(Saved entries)
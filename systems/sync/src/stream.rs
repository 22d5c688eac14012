//! Session channel over a byte stream carrying one JSON object per line.

use std::{
    io::{BufRead, BufReader, Write},
    net::{TcpStream, ToSocketAddrs},
    sync::mpsc::{self, Receiver, TryRecvError},
    thread,
};

use tabletop_core::{ChannelError, Envelope, Intent};
use tracing::{debug, info, warn};

use crate::{wire, Channel};

/// Channel that writes intents to a stream and decodes envelopes on a reader thread.
///
/// The reader thread only decodes lines and forwards them; the owner drains
/// them through [`Channel::try_recv`].
pub struct StreamChannel {
    writer: Box<dyn Write + Send>,
    inbound: Receiver<Result<Envelope, ChannelError>>,
}

impl std::fmt::Debug for StreamChannel {
    fn fmt(&self, f: &mut std::fmt::Formatter<'_>) -> std::fmt::Result {
        f.debug_struct("StreamChannel").finish_non_exhaustive()
    }
}

impl StreamChannel {
    /// Connects to a session service over TCP.
    pub fn connect<A: ToSocketAddrs>(address: A) -> Result<Self, ChannelError> {
        let stream = TcpStream::connect(address).map_err(io_error)?;
        if let Ok(peer) = stream.peer_addr() {
            info!(%peer, "connected to session service");
        }
        stream.set_nodelay(true).map_err(io_error)?;
        let reader = stream.try_clone().map_err(io_error)?;
        Self::from_parts(BufReader::new(reader), stream)
    }

    /// Builds a channel from an already established reader and writer pair.
    pub fn from_parts<R, W>(reader: R, writer: W) -> Result<Self, ChannelError>
    where
        R: BufRead + Send + 'static,
        W: Write + Send + 'static,
    {
        let (sender, inbound) = mpsc::channel();
        let _ = thread::Builder::new()
            .name("session-reader".to_owned())
            .spawn(move || read_lines(reader, &sender))
            .map_err(io_error)?;

        Ok(Self {
            writer: Box::new(writer),
            inbound,
        })
    }
}

impl Channel for StreamChannel {
    fn send(&mut self, intent: Intent) -> Result<(), ChannelError> {
        let line = wire::encode_intent(&intent)?;
        writeln!(self.writer, "{line}").map_err(io_error)?;
        self.writer.flush().map_err(io_error)
    }

    fn try_recv(&mut self) -> Result<Option<Envelope>, ChannelError> {
        match self.inbound.try_recv() {
            Ok(Ok(envelope)) => Ok(Some(envelope)),
            Ok(Err(error)) => Err(error),
            Err(TryRecvError::Empty) => Ok(None),
            Err(TryRecvError::Disconnected) => Err(ChannelError::Disconnected),
        }
    }
}

fn read_lines<R: BufRead>(mut reader: R, sender: &mpsc::Sender<Result<Envelope, ChannelError>>) {
    let mut bytes = Vec::new();
    loop {
        bytes.clear();
        match reader.read_until(b'\n', &mut bytes) {
            Ok(0) => {
                debug!("session stream reached end of input");
                break;
            }
            Ok(_) => {
                let line = match std::str::from_utf8(&bytes) {
                    Ok(line) => line,
                    Err(error) => {
                        warn!(%error, "dropping inbound line that is not utf-8");
                        continue;
                    }
                };
                if line.trim().is_empty() {
                    continue;
                }
                match wire::decode_line(line) {
                    Ok(envelope) => {
                        if sender.send(Ok(envelope)).is_err() {
                            break;
                        }
                    }
                    Err(error) => warn!(%error, "dropping inbound line"),
                }
            }
            Err(error) => {
                warn!(%error, "session stream read failed");
                let _ = sender.send(Err(io_error(error)));
                break;
            }
        }
    }
}

fn io_error(error: std::io::Error) -> ChannelError {
    ChannelError::Io(error.to_string())
}

#[cfg(test)]
mod tests {
    use std::{
        io::Cursor,
        sync::{Arc, Mutex},
        time::{Duration, Instant},
    };

    use tabletop_core::{EntityId, GridCell, Inbound};

    use super::*;

    #[derive(Clone, Default)]
    struct SharedBuffer(Arc<Mutex<Vec<u8>>>);

    impl Write for SharedBuffer {
        fn write(&mut self, bytes: &[u8]) -> std::io::Result<usize> {
            self.0.lock().expect("buffer lock").extend_from_slice(bytes);
            Ok(bytes.len())
        }

        fn flush(&mut self) -> std::io::Result<()> {
            Ok(())
        }
    }

    fn drain(channel: &mut StreamChannel) -> (Vec<Envelope>, Option<ChannelError>) {
        let deadline = Instant::now() + Duration::from_secs(5);
        let mut received = Vec::new();
        while Instant::now() < deadline {
            match channel.try_recv() {
                Ok(Some(envelope)) => received.push(envelope),
                Ok(None) => thread::sleep(Duration::from_millis(5)),
                Err(error) => return (received, Some(error)),
            }
        }
        (received, None)
    }

    #[test]
    fn decodes_lines_and_skips_malformed_ones() {
        let input = concat!(
            "{\"seq\":1,\"type\":\"entity_removed\",\"entity\":\"orc\"}\n",
            "\n",
            "not json\n",
            "{\"type\":\"error_notice\",\"detail\":\"slow down\"}\n",
        );
        let mut channel =
            StreamChannel::from_parts(Cursor::new(input), SharedBuffer::default()).expect("spawn");

        let (received, error) = drain(&mut channel);

        assert_eq!(
            received,
            vec![
                Envelope::sequenced(
                    1,
                    Inbound::EntityRemoved {
                        entity: EntityId::new("orc")
                    }
                ),
                Envelope::unsequenced(Inbound::ErrorNotice {
                    detail: "slow down".to_owned()
                }),
            ]
        );
        assert_eq!(error, Some(ChannelError::Disconnected));
    }

    #[test]
    fn skips_lines_that_are_not_utf8() {
        let mut input = b"\xff\xfe garbage\n".to_vec();
        input.extend_from_slice(b"{\"type\":\"error_notice\",\"detail\":\"still here\"}\n");
        let mut channel =
            StreamChannel::from_parts(Cursor::new(input), SharedBuffer::default()).expect("spawn");

        let (received, error) = drain(&mut channel);

        assert_eq!(
            received,
            vec![Envelope::unsequenced(Inbound::ErrorNotice {
                detail: "still here".to_owned()
            })]
        );
        assert_eq!(error, Some(ChannelError::Disconnected));
    }

    #[test]
    fn writes_one_intent_per_line() {
        let buffer = SharedBuffer::default();
        let mut channel =
            StreamChannel::from_parts(Cursor::new(String::new()), buffer.clone()).expect("spawn");

        channel
            .send(Intent::RequestMove {
                entity: EntityId::new("orc"),
                target: GridCell::new(1, 2),
            })
            .expect("send");
        channel
            .send(Intent::RequestEntityList {
                code: "crypt".to_owned(),
            })
            .expect("send");

        let written = String::from_utf8(buffer.0.lock().expect("buffer lock").clone())
            .expect("utf-8 output");
        let lines: Vec<&str> = written.lines().collect();
        assert_eq!(lines.len(), 2);
        assert!(lines[0].contains("\"type\":\"request_move\""));
        assert!(lines[1].contains("\"code\":\"crypt\""));
    }
}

PROBLEM DETAILS: What is needed is an exact copy of the lines above, from the one containing "fn try_recv(&mut self)" through the one containing "impl Write for", with nothing added.

ANSWER SPACE:
    fn try_recv(&mut self) -> Result<Option<Envelope>, ChannelError> {
        match self.inbound.try_recv() {
            Ok(Ok(envelope)) => Ok(Some(envelope)),
            Ok(Err(error)) => Err(error),
            Err(TryRecvError::Empty) => Ok(None),
            Err(TryRecvError::Disconnected) => Err(ChannelError::Disconnected),
        }
    }
}

fn read_lines<R: BufRead>(mut reader: R, sender: &mpsc::Sender<Result<Envelope, ChannelError>>) {
    let mut bytes = Vec::new();
    loop {
        bytes.clear();
        match reader.read_until(b'\n', &mut bytes) {
            Ok(0) => {
                debug!("session stream reached end of input");
                break;
            }
            Ok(_) => {
                let line = match std::str::from_utf8(&bytes) {
                    Ok(line) => line,
                    Err(error) => {
                        warn!(%error, "dropping inbound line that is not utf-8");
                        continue;
                    }
                };
                if line.trim().is_empty() {
                    continue;
                }
                match wire::decode_line(line) {
                    Ok(envelope) => {
                        if sender.send(Ok(envelope)).is_err() {
                            break;
                        }
                    }
                    Err(error) => warn!(%error, "dropping inbound line"),
                }
            }
            Err(error) => {
                warn!(%error, "session stream read failed");
                let _ = sender.send(Err(io_error(error)));
                break;
            }
        }
    }
}

fn io_error(error: std::io::Error) -> ChannelError {
    ChannelError::Io(error.to_string())
}

#[cfg(test)]
mod tests {
    use std::{
        io::Cursor,
        sync::{Arc, Mutex},
        time::{Duration, Instant},
    };

    use tabletop_core::{EntityId, GridCell, Inbound};

    use super::*;

    #[derive(Clone, Default)]
    struct SharedBuffer(Arc<Mutex<Vec<u8>>>);

    impl Write for SharedBuffer {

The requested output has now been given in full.